The problem areas the money could go to are manifold. Housing is in a state of perma-crisis, while there are endless demands for increased support during a cost of living crunch.

Amid this backdrop, the debate over the surplus comes down to – should the windfalls go towards long-term spending (ie, be treated as one-off gifts from the gods and invested/spent as such).

Or – short-term spending (ie, increasing day to day spending or funding tax cuts), as the government eyes an ever-nearing election.

On the ‘sensible’ side, there’s the boring stuff, like paying down the national debt.

Ireland’s debt is currently around €225bn, with annual interest payments of around €3.5bn.

Using some of the windfall to pay down the debt earlier could further shrink those interest payments and free up extra money elsewhere.

Potentially sensible to safeguard against higher interest payments in the future. Not really the sexiest proposal, but potentially quite a beneficial one.

Slightly more interesting, although still very much on the ‘sensible’ side of things, is establishing essentially a sovereign wealth fund.

The Irish Fiscal Advisory Council has argued for this option. The organisation says, if invested properly, in the coming decades the surpluses could generate annual returns running into the billions.

This could then be used to fund the state pension as Ireland’s population ages significantly in the coming decades.

This is likely one of the best ways the surplus could be used. The idea is the fund would become self-sustaining – you could use the returns from it every year without touching the principal, giving the country an extra source of money for future generations.

The government has indicated it will put some money towards this option, as well as investing in infrastructure. 

This could also be a good option – infrastructure such as an expanded Luas provides benefits for decades, while cutting projects in down times tends to backfire. Look no further than Metro North (now rebranded as MetroLink). Shelved during the financial crisis, the estimated costs for the project have now ballooned. If spending had been maintained, it would likely already be finished.

But long-term planning doesn’t tend to get the hearts of voters a-flutter. Or at least, so the government thinks. 

It figures that people want to feel more immediate benefits of the many extra billions analysts constantly talk of supposedly sloshing through the state coffers.

The most obvious ways this can be done are by cutting taxes and boosting public spending.

Again, no shortage of proposals here. Proposals kicked around in this area have ranged from boosting the state pension to tax cuts worth €1,000 for those on ‘average’ wages.

There is merit to this as people grapple with rising inflation and interest rates, although it should likely be targeted towards those struggling.

However, the risk is once spending on a measure such as a tax cut is introduced, it is very hard to reverse. No politician likes raising taxes. The fear then becomes we commit to a bigger budget which we’ll have trouble financing if something ever happened to the state’s corporate tax take.

Despite ministers constantly talking about ‘prudence’, this has often been done in previous years. 

The government breached its own spending rules last year and will do the same this year.

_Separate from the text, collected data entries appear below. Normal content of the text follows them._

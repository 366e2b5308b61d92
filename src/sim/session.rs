//! Per-frame driver
//!
//! Reads timing and input from the surface, steps both paddles and then the
//! projectile in a fixed order, and draws the scene. All logging for a game
//! session happens here, on the `game` channel.

use log::info;
use rand::SeedableRng;
use rand_pcg::Pcg32;

use super::paddle::{Paddle, Side};
use super::projectile::Projectile;
use crate::channels;
use crate::consts::*;
use crate::math::Vec2;
use crate::platform::{Effect, Key, RenderSurface};
use crate::renderer::colors;
use crate::settings::Settings;

/// Key bindings for one paddle
#[derive(Debug, Clone, Copy)]
struct Controls {
    up: Key,
    down: Key,
}

const LEFT_CONTROLS: Controls = Controls {
    up: Key::W,
    down: Key::S,
};

const RIGHT_CONTROLS: Controls = Controls {
    up: Key::Up,
    down: Key::Down,
};

#[derive(Debug, Clone)]
pub struct Session {
    settings: Settings,
    projectile: Projectile,
    left: Paddle,
    right: Paddle,
    frame_count: u64,
    log_counter: u32,
    last_size: (i32, i32),
}

impl Session {
    /// Start a session sized to `surface`, launching with a heading drawn from `seed`
    pub fn new(settings: Settings, surface: &impl RenderSurface, seed: u64) -> Self {
        let mut rng = Pcg32::seed_from_u64(seed);
        let height = surface.window_height() as f32;
        info!(target: channels::GAME, "Game started with seed {}", seed);
        Self {
            projectile: Projectile::new(height, &mut rng),
            left: Paddle::new(Side::Left, height),
            right: Paddle::new(Side::Right, height),
            settings,
            frame_count: 0,
            log_counter: 0,
            last_size: surface.window_size(),
        }
    }

    pub fn settings(&self) -> &Settings {
        &self.settings
    }

    pub fn projectile(&self) -> &Projectile {
        &self.projectile
    }

    pub fn left_paddle(&self) -> &Paddle {
        &self.left
    }

    pub fn right_paddle(&self) -> &Paddle {
        &self.right
    }

    pub fn frame_count(&self) -> u64 {
        self.frame_count
    }

    /// The player asked to quit
    pub fn close_requested(&self, surface: &impl RenderSurface) -> bool {
        surface.is_key_down(Key::Escape)
    }

    /// Run one full frame: bookkeeping, physics, drawing
    pub fn frame(&mut self, surface: &mut impl RenderSurface) {
        self.log_frame(surface);
        self.step(surface);
        self.draw(surface);
        self.frame_count += 1;
    }

    /// Advance paddles, then the projectile, by the surface's frame time
    pub fn step(&mut self, surface: &impl RenderSurface) {
        let dt = surface.frame_time();
        let (w, h) = surface.window_size();
        let (w, h) = (w as f32, h as f32);

        drive_paddle(&mut self.left, LEFT_CONTROLS, surface, dt);
        if self.settings.two_player {
            drive_paddle(&mut self.right, RIGHT_CONTROLS, surface, dt);
        }

        let center = Vec2::new(w * 0.5, h * 0.5);
        let transfer = self.settings.velocity_transfer;
        let p = &mut self.projectile;
        p.gravity_to_point(center, self.settings.central_mass, dt);
        p.apply_air_res(self.settings.air_resistance, dt);
        p.check_y_collision(h);
        p.check_left_collision(&self.left.face(w), transfer);
        p.check_right_collision(&self.right.face(w), transfer, self.settings.two_player, w);
        p.advance(dt);
    }

    pub fn draw(&self, surface: &mut impl RenderSurface) {
        surface.clear(colors::BACKGROUND);
        surface.background(Effect::Background, self.projectile.pos());

        let (w, h) = surface.window_size();
        let center = Vec2::new(w as f32 * 0.5, h as f32 * 0.5);
        let extent = Vec2::new(BLACK_HOLE_HALF_SIZE, BLACK_HOLE_HALF_SIZE);
        surface.draw_rect_effect(center - extent, center + extent, Effect::BlackHole);

        self.left.draw(surface);
        if self.settings.two_player {
            self.right.draw(surface);
        }
        self.projectile.draw(surface);
    }

    fn log_frame(&mut self, surface: &impl RenderSurface) {
        let dt = surface.frame_time();
        self.log_counter += 1;
        if self.log_counter >= LOG_EVERY_FRAMES || dt > SLOW_FRAME_SECS {
            self.log_counter = 0;
            info!(
                target: channels::GAME,
                "Frame time {:.5}s, ({:.0} FPS), elapsed {:.5}s",
                dt,
                1.0 / dt,
                surface.elapsed_secs()
            );
            let cursor = surface.cursor_pos();
            let pos = self.projectile.pos();
            info!(
                target: channels::GAME,
                "Mouse at ({}, {}), dot at ({}, {})",
                cursor.x(),
                cursor.y(),
                pos.x(),
                pos.y()
            );
        }

        let size = surface.window_size();
        if size != self.last_size {
            info!(target: channels::GAME, "Size changed, new size {}x{}", size.0, size.1);
            self.last_size = size;
        }
    }
}

/// Held direction accelerates, otherwise brake; up wins if both are held
fn drive_paddle(paddle: &mut Paddle, controls: Controls, surface: &impl RenderSurface, dt: f32) {
    if surface.is_key_down(controls.up) {
        paddle.up(dt);
    } else if surface.is_key_down(controls.down) {
        paddle.down(dt);
    } else {
        paddle.brake(dt);
    }
}

#[cfg(test)]
mod tests {
    use super::*;
    use crate::platform::{DrawCommand, Fill, HeadlessSurface};

    fn setup(two_player: bool) -> (Session, HeadlessSurface) {
        let surface = HeadlessSurface::new(1200, 800);
        let settings = Settings {
            two_player,
            ..Default::default()
        };
        (Session::new(settings, &surface, 1234), surface)
    }

    #[test]
    fn test_new_session_layout() {
        let (session, _) = setup(true);
        assert_eq!(session.left_paddle().y(), 400.0);
        assert_eq!(session.right_paddle().y(), 400.0);
        assert_eq!(session.projectile().pos(), Vec2::new(Projectile::RADIUS, 400.0));
        assert_eq!(session.frame_count(), 0);
    }

    #[test]
    fn test_keys_drive_paddles() {
        let (mut session, mut surface) = setup(true);
        surface.press(Key::W);
        surface.press(Key::Down);
        surface.advance(1.0 / 144.0);
        session.step(&surface);
        assert!(session.left_paddle().y_vel() > 0.0);
        assert!(session.right_paddle().y_vel() < 0.0);

        surface.release_all();
        let before = session.left_paddle().y_vel();
        session.step(&surface);
        assert!(session.left_paddle().y_vel() < before);
        assert!(session.left_paddle().y_vel() > 0.0);
    }

    #[test]
    fn test_right_paddle_idle_in_single_player() {
        let (mut session, mut surface) = setup(false);
        surface.press(Key::Up);
        surface.advance(1.0 / 144.0);
        session.step(&surface);
        assert_eq!(session.right_paddle().y_vel(), 0.0);
    }

    #[test]
    fn test_frame_draw_order() {
        let (mut session, mut surface) = setup(true);
        surface.advance(1.0 / 144.0);
        session.frame(&mut surface);
        let cmds = surface.take_commands();
        assert_eq!(cmds.len(), 6);
        assert!(matches!(cmds[0], DrawCommand::Clear(_)));
        assert!(matches!(
            cmds[1],
            DrawCommand::Background {
                effect: Effect::Background,
                ..
            }
        ));
        assert!(matches!(
            cmds[2],
            DrawCommand::Rect {
                fill: Fill::Effect(Effect::BlackHole),
                ..
            }
        ));
        assert_eq!(session.frame_count(), 1);

        // No right paddle without a second player
        let (mut session, mut surface) = setup(false);
        session.frame(&mut surface);
        assert_eq!(surface.commands().len(), 5);
    }

    #[test]
    fn test_gravity_pulls_toward_center() {
        let (mut session, mut surface) = setup(true);
        let start = session.projectile().pos();
        let start_dist = (Vec2::new(600.0, 400.0) - start).length();
        for _ in 0..72 {
            surface.advance(1.0 / 144.0);
            session.frame(&mut surface);
            surface.take_commands();
        }
        let end_dist = (Vec2::new(600.0, 400.0) - session.projectile().pos()).length();
        assert!(end_dist < start_dist);
    }

    #[test]
    fn test_escape_requests_close() {
        let (session, mut surface) = setup(true);
        assert!(!session.close_requested(&surface));
        surface.press(Key::Escape);
        assert!(session.close_requested(&surface));
    }

    #[test]
    fn test_resize_tracked_between_frames() {
        let (mut session, mut surface) = setup(true);
        surface.set_cursor(Vec2::new(100.0, 200.0));
        surface.advance(1.0 / 144.0);
        session.frame(&mut surface);
        assert_eq!(session.last_size, (1200, 800));

        surface.set_window_size(1000, 600);
        // Slow frame, so the statistics and cursor get logged too
        surface.advance(0.05);
        session.frame(&mut surface);
        assert_eq!(session.last_size, (1000, 600));

        // Background and black hole follow the new size
        let cmds = surface.take_commands();
        let frame = &cmds[cmds.len() - 6..];
        match &frame[1] {
            DrawCommand::Background { uniforms, .. } => {
                assert_eq!(uniforms.window_dim, [1000.0, 600.0])
            }
            other => panic!("expected background, got {:?}", other),
        }
        match &frame[2] {
            DrawCommand::Rect { ll, ur, .. } => {
                assert_eq!(*ll, Vec2::new(460.0, 260.0));
                assert_eq!(*ur, Vec2::new(540.0, 340.0));
            }
            other => panic!("expected black hole, got {:?}", other),
        }
    }

    #[test]
    fn test_right_paddle_plane_follows_resize() {
        let (mut session, mut surface) = setup(true);
        surface.set_window_size(1000, 600);
        surface.advance(1.0 / 144.0);
        session.right = Paddle::with_state(Side::Right, 300.0, 0.0);
        // Inside the new plane at 970, far short of the old one at 1170
        session.projectile = Projectile::with_state(Vec2::new(965.0, 300.0), Vec2::new(0.5, 0.0));
        session.step(&surface);
        assert!(session.projectile().vel().x() < 0.0);
    }

    #[test]
    fn test_single_player_wall_follows_resize() {
        let (mut session, mut surface) = setup(false);
        surface.set_window_size(1000, 600);
        surface.advance(1.0 / 144.0);
        session.projectile = Projectile::with_state(Vec2::new(995.0, 300.0), Vec2::new(0.5, 0.0));
        session.step(&surface);
        assert!(session.projectile().vel().x() < 0.0);

        // The same spot in the default window is open space
        let (mut session, mut surface) = setup(false);
        surface.advance(1.0 / 144.0);
        session.projectile = Projectile::with_state(Vec2::new(995.0, 400.0), Vec2::new(0.5, 0.0));
        session.step(&surface);
        assert!(session.projectile().vel().x() > 0.0);
    }

    #[test]
    fn test_same_seed_same_run() {
        let (mut a, mut surface_a) = setup(true);
        let (mut b, mut surface_b) = setup(true);
        for _ in 0..300 {
            surface_a.advance(1.0 / 144.0);
            surface_b.advance(1.0 / 144.0);
            a.step(&surface_a);
            b.step(&surface_b);
        }
        assert_eq!(a.projectile(), b.projectile());
    }
}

This issue is underlined by the fact that, if it wasn’t for the unexpectedly high corporate tax receipts, the Irish state would almost certainly have recorded a deficit last year.

To reiterate – the problem over how to spend the surplus is a dream one for politicians.

Any government under the sun would happily choose worrying about how best to spend an unexpected windfall over figuring out where to cut spending.

But dreams can quickly turn to nightmares.

The worst case scenario – the surpluses are used to fund big increases in day-to-day spending such as health or tax cuts. Then, in five, 10, or however many years, the corporate tax receipts stop rolling in. 

Something similar happened during the Celtic Tiger, when stamp duty plunged and blew a hole in the government’s budget.

All of a sudden, the state would then be left with a massive bill and few options to pay it.

While there’s no hint of that now, a good problem could still turn to a bad one if the surpluses are frittered away in ‘good’ times without setting us up properly for the bad.